Your personality can protect your brain or make it age. A study that clarifies the relationship

Dubai, United Arab Emirates (CNN) — A new study revealed that some personality traits may play a major role in determining whether people develop mild cognitive impairment later in life.

The study, published in the Journal of Personality and Social Psychology on Monday, reported that those who are more aware and open to others avoid developing mild cognitive impairment earlier, while those with higher levels of neuroticism have an increased risk of deterioration. cognitive.

“Personality traits reflect relatively stable patterns of thinking and behavior, which may cumulatively influence the practice of healthy and unhealthy behaviors, and thinking patterns along the way,” Tomiko Yoneda, the study’s lead author and a postdoctoral student in psychology at Victoria University, Canada, said in a statement. life of the individual.

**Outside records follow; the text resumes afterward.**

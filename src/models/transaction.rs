//! Transaction domain models

use chrono::{DateTime, NaiveDate, Utc};
use serde::{Deserialize, Serialize};
use std::borrow::Cow;
use validator::ValidationError;

/// Transaction row joined with its category name
#[derive(Debug, Clone, Serialize, sqlx::FromRow)]
#[serde(rename_all = "camelCase")]
pub struct Transaction {
    pub id: i64,
    pub user_id: i64,
    pub category_id: i64,
    pub date: NaiveDate,
    pub description: Option<String>,
    pub amount: f64,

    #[sqlx(rename = "type")]
    #[serde(rename = "type")]
    pub transaction_type: String, // income, expense

    pub created_at: DateTime<Utc>,
    pub updated_at: DateTime<Utc>,

    pub category_name: String,
}

/// Create transaction request
#[derive(Debug, Deserialize, validator::Validate)]
#[serde(rename_all = "camelCase")]
pub struct CreateTransactionRequest {
    pub category_id: i64,
    pub date: NaiveDate,

    pub description: Option<String>,
    pub amount: f64,

    #[serde(rename = "type", default = "default_transaction_type")]
    #[validate(custom(function = validate_transaction_type))]
    pub transaction_type: String,
}

/// Update transaction request; omitted fields keep their stored value
#[derive(Debug, Deserialize, validator::Validate)]
#[serde(rename_all = "camelCase")]
pub struct UpdateTransactionRequest {
    pub category_id: Option<i64>,
    pub date: Option<NaiveDate>,
    pub description: Option<String>,
    pub amount: Option<f64>,

    #[serde(rename = "type")]
    #[validate(custom(function = validate_transaction_type))]
    pub transaction_type: Option<String>,
}

impl UpdateTransactionRequest {
    pub fn is_empty(&self) -> bool {
        self.category_id.is_none()
            && self.date.is_none()
            && self.description.is_none()
            && self.amount.is_none()
            && self.transaction_type.is_none()
    }
}

fn default_transaction_type() -> String {
    "income".to_string()
}

fn validate_transaction_type(value: &str) -> Result<(), ValidationError> {
    match value {
        "income" | "expense" => Ok(()),
        _ => Err(ValidationError::new("transaction_type")
            .with_message(Cow::from("Type must be 'income' or 'expense'"))),
    }
}

#[cfg(test)]
mod tests {
    use super::*;
    use validator::Validate;

    #[test]
    fn test_create_transaction_validation() {
        let valid = CreateTransactionRequest {
            category_id: 1,
            date: NaiveDate::from_ymd_opt(2025, 1, 15).unwrap(),
            description: Some("Lunch".to_string()),
            amount: 12.5,
            transaction_type: "expense".to_string(),
        };
        assert!(valid.validate().is_ok());

        let bad_type = CreateTransactionRequest {
            category_id: 1,
            date: NaiveDate::from_ymd_opt(2025, 1, 15).unwrap(),
            description: None,
            amount: 12.5,
            transaction_type: "transfer".to_string(),
        };
        assert!(bad_type.validate().is_err());
    }

    #[test]
    fn test_create_transaction_type_defaults_to_income() {
        let req: CreateTransactionRequest = serde_json::from_value(serde_json::json!({
            "categoryId": 1,
            "date": "2025-01-15",
            "amount": 100.0
        }))
        .unwrap();

        assert_eq!(req.transaction_type, "income");
    }

    #[test]
    fn test_update_request_is_empty() {
        let empty = UpdateTransactionRequest {
            category_id: None,
            date: None,
            description: None,
            amount: None,
            transaction_type: None,
        };
        assert!(empty.is_empty());

        let partial = UpdateTransactionRequest {
            amount: Some(1.0),
            ..empty
        };
        assert!(!partial.is_empty());
    }
}
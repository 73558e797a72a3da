//! 认证模块：密码哈希、JWT、请求认证中间件

pub mod jwt;
pub mod middleware;
pub mod password;

pub use jwt::JwtService;
pub use middleware::AuthContext;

She noted, “The accumulation of experiences during the life course may contribute to exposure to certain diseases or disorders, such as mild cognitive impairment, or cause individual differences in the ability to tolerate age-related neurological changes.”

Dr. Richard Isaacson, director of the Alzheimer’s Prevention Clinic in the Center for Brain Health at the Schmidt School of Medicine at Florida Atlantic University in America, said that while this link appears in clinical practice, it is difficult to determine the causal conundrum.

Isaacson, who was not involved in the study, added that “certain traits may increase the risk of infection, as a result of constant behaviors in the life path that predispose a person to develop cognitive decline or Alzheimer’s disease, or there may be a role related to symptoms of early disease.”

“Neuroticism is the first trait that specifically comes to mind, and previous meta-analyses have shown this as well. Rumination and anxiety are linked to smaller brain volumes,” he told CNN. “It’s unclear if stress and neuroinflammation are causing this,” he told CNN. .and there’s really no biomarker for this, so it’s hard to prove.”

The main character traits

The study analyzed the personality of nearly 2,000 people who participated in the Rush Memory and Aging Project, a longitudinal study of older adults in Chicago that began in 1997. The study examined the role that three key personality traits play in how people overcome cognitive decline later in life. , namely: Consciousness, openness to the other, and neuroticism.

Neuroticism is a personality trait that affects how well a person handles stress. Neurotic people approach life with anxiety, anger, and self-awareness, seeing minor frustrations as overwhelming and hopelessly threatening.

Conscientious people have high levels of self-discipline, orderliness, and focus on purpose, Yoneda said, while more extroverted people have an enthusiasm for life—and are often assertive and friendly.

Yoneda noted that people with a high score in the conscientious trait category or a low neurotic score were significantly less likely to have mild cognitive impairment during the study, detailing that every six additional points a person scores on the conscientious scale “are associated with a lower risk of developing mild cognitive impairment.” Transition from normal cognitive functioning to moderate cognitive impairment by 22%.

The study indicated that those who are more open and have a greater social trait, may live an extra year free of dementia. It also enhances their ability to restore normal cognitive function after receiving a previous diagnosis of MCI, possibly due to the benefits of socialization.

However, the higher the levels of neuroticism, the greater the risk of cognitive decline. Yoneda noted that every seven additional points on this scale were “associated with a 12% increased risk,” which may translate to at least a year’s loss of cognitive health.

This study is not the first to show the relationship between personality and brain function. Previous research has shown that people who are more open to experiences, more conscientious and less neurotic, do better cognitively on tests and experience lower cognitive decline over time.